An updated list on our projects can be found at the website of the Division of Genetic Epiemdiology.
Cloudgene is an open-source platform to improve the usability of MapReduce programs by providing a graphical user interface for the execution, the import and export of data and the reproducibility of workflows on in-house and rented clusters, i.e. in the cloud. The aim of Cloudgene is to build a standardized graphical execution environment for currently available and future MapReduce programs, which can all be integrated by using its plug-in interface.

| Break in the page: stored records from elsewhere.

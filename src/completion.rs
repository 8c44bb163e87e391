//! Completion continuations shared by `Writable` and `Transform`.

use crate::chunk::Chunk;
use crate::error::{Error, Result};
use crate::event::Emission;
use crate::stream::StreamCore;
use std::fmt;
use std::rc::Rc;

/// The per-write callback supplied by the caller of `write`.
///
/// Receives `Some(error)` on failure and `None` on success. A callback
/// returns `Err` only to pass on an escalated error, e.g. when it is
/// itself a completion whose stage has no `error` handler.
pub type Callback = Box<dyn FnOnce(Option<&Error>) -> Result<()>>;

/// The step run when a completion succeeds. It receives the produced
/// value and takes over the original callback.
pub type Next = Box<dyn FnOnce(Option<Chunk>, Option<Callback>) -> Result<()>>;

/// Translates an `(error, value)` outcome into either an error report or
/// a call to the next step.
///
/// On error the original callback (if any) is invoked first, then an
/// `error` event is emitted on the stage that created the completion.
/// On success `next` runs; without `next` the value is dropped.
///
/// Processing functions should return whatever `complete` returns: an
/// `Err` there is an `error` event nobody handled, and it must reach the
/// caller of `write`.
#[must_use = "a completion must be completed exactly once"]
pub struct Completion {
    owner: Rc<StreamCore>,
    callback: Option<Callback>,
    next: Option<Next>,
    tracked: bool,
}

impl Completion {
    /// Builds a completion attributed to `owner`.
    pub fn then(owner: &Rc<StreamCore>, callback: Option<Callback>, next: Option<Next>) -> Self {
        Self {
            owner: owner.clone(),
            callback,
            next,
            tracked: false,
        }
    }

    /// Like `then`, but completing it also settles one in-flight write
    /// on `owner`.
    pub(crate) fn tracked(
        owner: &Rc<StreamCore>,
        callback: Option<Callback>,
        next: Option<Next>,
    ) -> Self {
        owner.begin_write();
        let mut completion = Self::then(owner, callback, next);
        completion.tracked = true;
        completion
    }

    pub fn complete(mut self, result: Result<Option<Chunk>>) -> Result<()> {
        let tracked = std::mem::replace(&mut self.tracked, false);
        match result {
            Err(err) => {
                if tracked {
                    self.owner.finish_write(true);
                } else {
                    self.owner.mark_errored();
                }
                let notified = match self.callback.take() {
                    Some(callback) => callback(Some(&err)),
                    None => Ok(()),
                };
                let emitted = self.owner.emit(Emission::Error(&err));
                notified.and(emitted)
            }
            Ok(value) => {
                if tracked {
                    self.owner.finish_write(false);
                }
                match self.next.take() {
                    Some(next) => next(value, self.callback.take()),
                    None => Ok(()),
                }
            }
        }
    }

    /// Succeeds with a produced value.
    pub fn ok(self, chunk: impl Into<Chunk>) -> Result<()> {
        self.complete(Ok(Some(chunk.into())))
    }

    /// Succeeds without a value.
    pub fn done(self) -> Result<()> {
        self.complete(Ok(None))
    }

    pub fn fail(self, err: Error) -> Result<()> {
        self.complete(Err(err))
    }

    /// Emits `data` on the owning stage and forwards `chunk` downstream
    /// without running any processing function. Lets a transform emit
    /// several outputs for one input.
    pub fn push(&self, chunk: impl Into<Chunk>) -> Result<()> {
        self.owner.pass_through(chunk.into(), None, None)
    }

    /// Turns the completion into a plain write callback, so it can be
    /// handed to a downstream `write`.
    pub fn into_callback(self) -> Callback {
        Box::new(move |err| match err {
            Some(err) => self.fail(err.clone()),
            None => self.done(),
        })
    }
}

/// Reports success to the original caller, if it supplied a callback.
pub(crate) fn notify_success(callback: Option<Callback>) -> Result<()> {
    match callback {
        Some(callback) => callback(None),
        None => Ok(()),
    }
}

/// A tracked completion dropped without being completed abandons its
/// write: the in-flight count is settled, the callback is never invoked
/// and no event is emitted.
impl Drop for Completion {
    fn drop(&mut self) {
        if self.tracked {
            tracing::debug!("completion dropped without completing");
            self.owner.finish_write(false);
        }
    }
}

impl fmt::Debug for Completion {
    fn fmt(&self, f: &mut fmt::Formatter<'_>) -> fmt::Result {
        f.debug_struct("Completion")
            .field("callback", &self.callback.is_some())
            .field("next", &self.next.is_some())
            .field("tracked", &self.tracked)
            .finish()
    }
}

/// Completion handed to a transform's flush hook.
///
/// Completing it emits `error` on failure and then, regardless of the
/// outcome, runs the base `end` (emit `end`, propagate downstream).
#[must_use = "a flush completion must be completed to end the stage"]
pub struct FlushCompletion {
    owner: Rc<StreamCore>,
}

impl FlushCompletion {
    pub(crate) fn new(owner: &Rc<StreamCore>) -> Self {
        Self {
            owner: owner.clone(),
        }
    }

    pub fn complete(self, error: Option<Error>) -> Result<()> {
        let escalated = match &error {
            Some(err) => {
                tracing::debug!(error = %err, "flush failed");
                self.owner.emit(Emission::Error(err))
            }
            None => Ok(()),
        };
        let ended = self.owner.end_pass_through();
        escalated.and(ended)
    }

    pub fn done(self) -> Result<()> {
        self.complete(None)
    }

    pub fn fail(self, err: Error) -> Result<()> {
        self.complete(Some(err))
    }

    /// Emits trailing output before the stage ends.
    pub fn push(&self, chunk: impl Into<Chunk>) -> Result<()> {
        self.owner.pass_through(chunk.into(), None, None)
    }
}

impl fmt::Debug for FlushCompletion {
    fn fmt(&self, f: &mut fmt::Formatter<'_>) -> fmt::Result {
        f.debug_struct("FlushCompletion").finish_non_exhaustive()
    }
}
//! Example: structured values -> JSON lines on stdout.
//!
//! Run with `cargo run --example json_pipeline`.

use pipestage::*;
use serde_json::json;

fn main() -> Result<()> {
    let to_json = Transform::with_flush(
        |chunk, _encoding, done| match chunk.to_json() {
            Ok(mut line) => {
                line.push('\n');
                done.ok(line)
            }
            Err(err) => done.fail(err),
        },
        |done| {
            done.push("# end of stream\n")?;
            done.done()
        },
    );
    let lines = std::rc::Rc::new(std::cell::Cell::new(0usize));
    let through = PassThrough::new();
    let seen = lines.clone();
    through.on_data(move |_| seen.set(seen.get() + 1));
    let stdout = IoSink::new(std::io::stdout()).into_writable();

    to_json.on_error(|err| eprintln!("transform failed: {err}"));
    stdout.on_error(|err| eprintln!("stdout failed: {err}"));
    to_json.pipe(through).pipe(stdout);

    for i in 0..3 {
        to_json.write_chunk(json!({ "seq": i, "even": i % 2 == 0 }))?;
    }
    to_json.end()?;
    eprintln!("{} lines written", lines.get());
    Ok(())
}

HaploGrep is implemented as a web application based on Phylotree, a periodically updated classification tree estimated from data worldwide. Any given range of the mitochondrial genome can be used for haplogroup classification, which is based on the phylogenetic stability of mtDNA polymorphisms. For every input sample the top ten results and the phylogenetic position of the respective haplogroup are displayed, thus providing a detailed explanation how and why a haplogroup was ranked best. HaploGrep generates an interactive data visualization of the results and provides recommendations which polymorphisms should be analyzed additionally to get a more accurate result. HaploGrep can be used without login and imported samples are exclusive visible to appropriate users due to HaploGrep s session management. The export possibilities as a standard tab delimited file and as a *.rdf file for the phylogenetic software network.exe render HaploGrep the currently best solution for human mtDNA haplogroup determination.
CONAN is a freely available client-server software solution which provides an intuitive graphical user interface for categorizing, analyzing and associating CNVs with phenotypes. Moreover, CONAN assists the evaluation process by visualizing detected associations via Manhattan plots in order to enable a rapid identification of genome-wide significant CNV regions. Various file formats including the information on CNVs in population samples are supported as input data.